Aim of the exercise >> Your answer should be every line from the records that contains "DbPool".

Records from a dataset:
--------------------------------
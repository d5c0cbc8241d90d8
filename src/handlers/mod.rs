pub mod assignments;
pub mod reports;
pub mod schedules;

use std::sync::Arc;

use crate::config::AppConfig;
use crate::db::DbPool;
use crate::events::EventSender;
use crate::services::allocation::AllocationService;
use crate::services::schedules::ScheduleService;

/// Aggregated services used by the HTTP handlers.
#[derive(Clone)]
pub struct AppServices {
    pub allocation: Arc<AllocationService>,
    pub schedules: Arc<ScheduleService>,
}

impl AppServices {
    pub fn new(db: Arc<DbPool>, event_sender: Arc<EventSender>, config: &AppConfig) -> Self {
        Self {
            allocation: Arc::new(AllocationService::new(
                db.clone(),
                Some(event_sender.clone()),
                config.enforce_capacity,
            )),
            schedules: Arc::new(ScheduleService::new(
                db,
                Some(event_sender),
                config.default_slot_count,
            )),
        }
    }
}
--------------------------------
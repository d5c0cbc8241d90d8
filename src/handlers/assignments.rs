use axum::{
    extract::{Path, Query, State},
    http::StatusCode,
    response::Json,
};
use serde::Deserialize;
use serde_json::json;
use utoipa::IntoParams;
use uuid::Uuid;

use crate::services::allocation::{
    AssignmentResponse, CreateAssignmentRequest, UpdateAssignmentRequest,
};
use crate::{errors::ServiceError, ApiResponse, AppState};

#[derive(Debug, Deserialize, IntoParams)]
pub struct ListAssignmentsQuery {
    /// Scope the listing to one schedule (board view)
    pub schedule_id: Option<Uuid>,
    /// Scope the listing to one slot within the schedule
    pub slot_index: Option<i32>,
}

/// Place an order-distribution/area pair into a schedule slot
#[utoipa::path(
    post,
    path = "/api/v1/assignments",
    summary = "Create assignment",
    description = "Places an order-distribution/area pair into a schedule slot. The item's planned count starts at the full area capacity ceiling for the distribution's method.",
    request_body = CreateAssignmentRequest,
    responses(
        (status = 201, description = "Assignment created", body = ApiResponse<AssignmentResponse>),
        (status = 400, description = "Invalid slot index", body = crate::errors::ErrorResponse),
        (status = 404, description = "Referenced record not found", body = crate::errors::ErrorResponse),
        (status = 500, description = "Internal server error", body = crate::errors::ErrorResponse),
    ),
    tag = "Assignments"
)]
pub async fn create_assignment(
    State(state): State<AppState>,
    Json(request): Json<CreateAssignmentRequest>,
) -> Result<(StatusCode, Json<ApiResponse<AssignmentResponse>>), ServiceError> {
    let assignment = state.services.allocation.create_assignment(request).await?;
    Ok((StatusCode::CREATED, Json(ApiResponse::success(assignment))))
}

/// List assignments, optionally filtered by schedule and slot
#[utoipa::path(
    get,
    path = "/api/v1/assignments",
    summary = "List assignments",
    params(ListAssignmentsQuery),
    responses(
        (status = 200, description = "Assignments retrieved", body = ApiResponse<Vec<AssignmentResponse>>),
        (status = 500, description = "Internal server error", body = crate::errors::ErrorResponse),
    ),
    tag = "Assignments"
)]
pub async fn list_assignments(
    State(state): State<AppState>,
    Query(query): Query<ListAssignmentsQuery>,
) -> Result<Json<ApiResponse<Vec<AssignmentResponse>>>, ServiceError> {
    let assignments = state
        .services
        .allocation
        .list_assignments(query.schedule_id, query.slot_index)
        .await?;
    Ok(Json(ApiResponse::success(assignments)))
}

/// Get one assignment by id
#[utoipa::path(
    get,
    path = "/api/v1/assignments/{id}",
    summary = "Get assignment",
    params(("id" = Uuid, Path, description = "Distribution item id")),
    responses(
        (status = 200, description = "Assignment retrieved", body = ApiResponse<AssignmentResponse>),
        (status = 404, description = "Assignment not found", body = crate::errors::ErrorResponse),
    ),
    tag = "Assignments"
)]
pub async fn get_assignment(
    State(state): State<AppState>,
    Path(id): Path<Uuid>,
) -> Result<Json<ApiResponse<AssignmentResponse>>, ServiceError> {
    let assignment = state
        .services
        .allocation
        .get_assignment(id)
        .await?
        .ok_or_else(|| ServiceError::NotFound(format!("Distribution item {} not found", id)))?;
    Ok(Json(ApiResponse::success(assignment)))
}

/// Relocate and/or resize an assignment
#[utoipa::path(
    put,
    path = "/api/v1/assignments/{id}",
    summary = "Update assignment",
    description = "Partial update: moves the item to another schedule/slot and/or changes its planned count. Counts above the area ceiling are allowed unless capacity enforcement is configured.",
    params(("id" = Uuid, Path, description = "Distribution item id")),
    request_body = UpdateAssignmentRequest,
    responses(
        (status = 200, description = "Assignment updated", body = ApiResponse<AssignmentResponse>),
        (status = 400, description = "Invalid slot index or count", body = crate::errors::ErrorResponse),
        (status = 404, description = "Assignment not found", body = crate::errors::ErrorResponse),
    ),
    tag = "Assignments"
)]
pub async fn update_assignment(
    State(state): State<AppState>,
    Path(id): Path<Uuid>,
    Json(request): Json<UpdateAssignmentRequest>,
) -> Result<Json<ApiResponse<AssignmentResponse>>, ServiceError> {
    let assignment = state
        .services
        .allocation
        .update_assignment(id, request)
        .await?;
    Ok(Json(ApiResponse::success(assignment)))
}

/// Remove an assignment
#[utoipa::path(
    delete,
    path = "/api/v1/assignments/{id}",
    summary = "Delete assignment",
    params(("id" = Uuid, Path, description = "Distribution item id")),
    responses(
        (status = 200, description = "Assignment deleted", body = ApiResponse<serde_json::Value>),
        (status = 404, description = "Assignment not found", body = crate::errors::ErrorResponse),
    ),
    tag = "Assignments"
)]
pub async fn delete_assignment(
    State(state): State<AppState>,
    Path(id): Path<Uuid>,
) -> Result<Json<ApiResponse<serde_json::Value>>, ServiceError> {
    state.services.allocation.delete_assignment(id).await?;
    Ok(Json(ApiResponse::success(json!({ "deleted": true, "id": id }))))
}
--------------------------------
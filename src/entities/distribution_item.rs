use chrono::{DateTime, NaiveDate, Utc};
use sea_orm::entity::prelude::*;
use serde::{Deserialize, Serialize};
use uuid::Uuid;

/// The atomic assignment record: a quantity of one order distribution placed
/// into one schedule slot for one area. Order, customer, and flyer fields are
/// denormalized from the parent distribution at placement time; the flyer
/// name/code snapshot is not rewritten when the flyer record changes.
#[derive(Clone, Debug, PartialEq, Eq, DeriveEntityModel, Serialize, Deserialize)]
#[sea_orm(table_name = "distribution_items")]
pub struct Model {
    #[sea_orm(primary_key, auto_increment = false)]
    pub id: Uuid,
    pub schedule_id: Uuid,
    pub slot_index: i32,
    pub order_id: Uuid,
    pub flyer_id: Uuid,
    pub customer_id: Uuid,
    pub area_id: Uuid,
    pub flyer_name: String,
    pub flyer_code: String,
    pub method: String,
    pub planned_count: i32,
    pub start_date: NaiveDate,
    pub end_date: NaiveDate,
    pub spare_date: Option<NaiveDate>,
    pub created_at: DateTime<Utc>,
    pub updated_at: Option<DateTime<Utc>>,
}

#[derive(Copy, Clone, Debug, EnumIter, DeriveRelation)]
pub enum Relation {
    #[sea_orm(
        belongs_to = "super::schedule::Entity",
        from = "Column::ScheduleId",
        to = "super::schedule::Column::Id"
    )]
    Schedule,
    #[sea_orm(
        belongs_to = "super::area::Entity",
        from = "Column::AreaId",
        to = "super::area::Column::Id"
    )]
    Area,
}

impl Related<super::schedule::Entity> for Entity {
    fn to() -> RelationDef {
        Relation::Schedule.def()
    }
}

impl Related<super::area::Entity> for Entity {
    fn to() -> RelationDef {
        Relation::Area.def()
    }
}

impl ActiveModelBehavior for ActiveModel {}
--------------------------------
Response to this exercise >>
use crate::db::DbPool;
    pub fn new(db: Arc<DbPool>, event_sender: Arc<EventSender>, config: &AppConfig) -> Self {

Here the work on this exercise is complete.